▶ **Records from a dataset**
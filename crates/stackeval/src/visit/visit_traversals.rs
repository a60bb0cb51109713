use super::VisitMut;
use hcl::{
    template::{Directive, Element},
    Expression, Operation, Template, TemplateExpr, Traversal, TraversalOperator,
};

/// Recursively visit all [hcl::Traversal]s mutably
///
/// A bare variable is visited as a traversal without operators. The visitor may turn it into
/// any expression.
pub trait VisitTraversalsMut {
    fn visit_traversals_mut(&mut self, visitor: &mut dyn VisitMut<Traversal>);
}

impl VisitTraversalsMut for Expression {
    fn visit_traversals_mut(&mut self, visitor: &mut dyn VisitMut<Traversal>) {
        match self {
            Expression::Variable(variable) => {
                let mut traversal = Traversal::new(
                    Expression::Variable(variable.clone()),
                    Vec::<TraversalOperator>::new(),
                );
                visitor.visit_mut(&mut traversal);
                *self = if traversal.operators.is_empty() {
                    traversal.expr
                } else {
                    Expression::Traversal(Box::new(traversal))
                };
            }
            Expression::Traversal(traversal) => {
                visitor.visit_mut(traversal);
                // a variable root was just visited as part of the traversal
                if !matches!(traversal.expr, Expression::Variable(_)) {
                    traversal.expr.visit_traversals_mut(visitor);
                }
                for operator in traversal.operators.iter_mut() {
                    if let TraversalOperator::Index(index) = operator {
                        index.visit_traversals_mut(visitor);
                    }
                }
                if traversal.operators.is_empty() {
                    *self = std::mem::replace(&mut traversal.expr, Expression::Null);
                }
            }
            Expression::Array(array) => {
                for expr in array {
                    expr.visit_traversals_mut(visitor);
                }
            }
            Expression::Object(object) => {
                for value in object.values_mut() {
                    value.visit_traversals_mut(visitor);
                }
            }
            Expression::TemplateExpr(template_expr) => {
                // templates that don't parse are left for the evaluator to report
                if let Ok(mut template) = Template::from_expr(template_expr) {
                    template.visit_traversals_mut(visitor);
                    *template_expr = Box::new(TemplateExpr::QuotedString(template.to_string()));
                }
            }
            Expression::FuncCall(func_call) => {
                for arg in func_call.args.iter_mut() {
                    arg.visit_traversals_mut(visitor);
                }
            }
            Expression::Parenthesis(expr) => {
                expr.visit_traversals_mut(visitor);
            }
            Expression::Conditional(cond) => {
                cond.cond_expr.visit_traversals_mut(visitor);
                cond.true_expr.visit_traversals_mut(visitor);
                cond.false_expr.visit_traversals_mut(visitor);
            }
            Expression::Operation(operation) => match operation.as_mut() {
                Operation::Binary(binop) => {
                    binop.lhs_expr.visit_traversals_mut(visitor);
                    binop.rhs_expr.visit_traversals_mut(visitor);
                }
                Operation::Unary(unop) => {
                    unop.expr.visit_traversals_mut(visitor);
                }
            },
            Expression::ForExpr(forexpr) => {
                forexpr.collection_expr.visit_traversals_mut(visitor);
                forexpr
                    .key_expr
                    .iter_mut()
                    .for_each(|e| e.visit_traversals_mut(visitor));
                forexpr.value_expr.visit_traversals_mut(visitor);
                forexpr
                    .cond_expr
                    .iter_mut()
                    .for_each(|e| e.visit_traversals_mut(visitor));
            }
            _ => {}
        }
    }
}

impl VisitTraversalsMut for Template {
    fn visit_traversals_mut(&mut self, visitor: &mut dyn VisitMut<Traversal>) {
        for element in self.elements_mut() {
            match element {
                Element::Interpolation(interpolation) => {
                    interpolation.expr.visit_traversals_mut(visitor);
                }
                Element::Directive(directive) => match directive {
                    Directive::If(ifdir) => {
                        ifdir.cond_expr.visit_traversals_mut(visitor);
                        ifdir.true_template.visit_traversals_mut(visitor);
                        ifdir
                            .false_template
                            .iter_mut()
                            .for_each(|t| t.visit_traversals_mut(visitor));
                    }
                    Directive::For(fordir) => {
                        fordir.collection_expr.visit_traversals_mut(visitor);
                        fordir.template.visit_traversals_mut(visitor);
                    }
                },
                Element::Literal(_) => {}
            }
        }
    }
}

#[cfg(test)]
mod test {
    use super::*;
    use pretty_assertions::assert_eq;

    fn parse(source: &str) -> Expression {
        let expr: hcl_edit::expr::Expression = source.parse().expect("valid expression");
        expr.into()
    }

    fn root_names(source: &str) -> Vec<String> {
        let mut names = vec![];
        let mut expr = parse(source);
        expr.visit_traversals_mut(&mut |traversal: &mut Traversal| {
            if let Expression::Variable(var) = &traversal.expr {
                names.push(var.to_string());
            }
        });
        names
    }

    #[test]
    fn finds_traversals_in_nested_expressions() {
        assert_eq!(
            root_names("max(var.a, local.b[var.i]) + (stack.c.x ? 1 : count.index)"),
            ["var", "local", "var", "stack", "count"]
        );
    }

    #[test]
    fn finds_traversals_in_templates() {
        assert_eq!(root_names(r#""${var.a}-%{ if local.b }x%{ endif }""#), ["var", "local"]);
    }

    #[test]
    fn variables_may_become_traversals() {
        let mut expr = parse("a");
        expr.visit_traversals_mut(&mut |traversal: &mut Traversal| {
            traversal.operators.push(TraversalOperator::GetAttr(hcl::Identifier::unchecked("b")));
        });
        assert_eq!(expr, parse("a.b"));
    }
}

▶ **Exercise details**
Find the word "push" in the entries. Copy each line that holds it.

▶ **Answer area**
                names.push(var.to_string());
            traversal.operators.push(TraversalOperator::GetAttr(hcl::Identifier::unchecked("b")));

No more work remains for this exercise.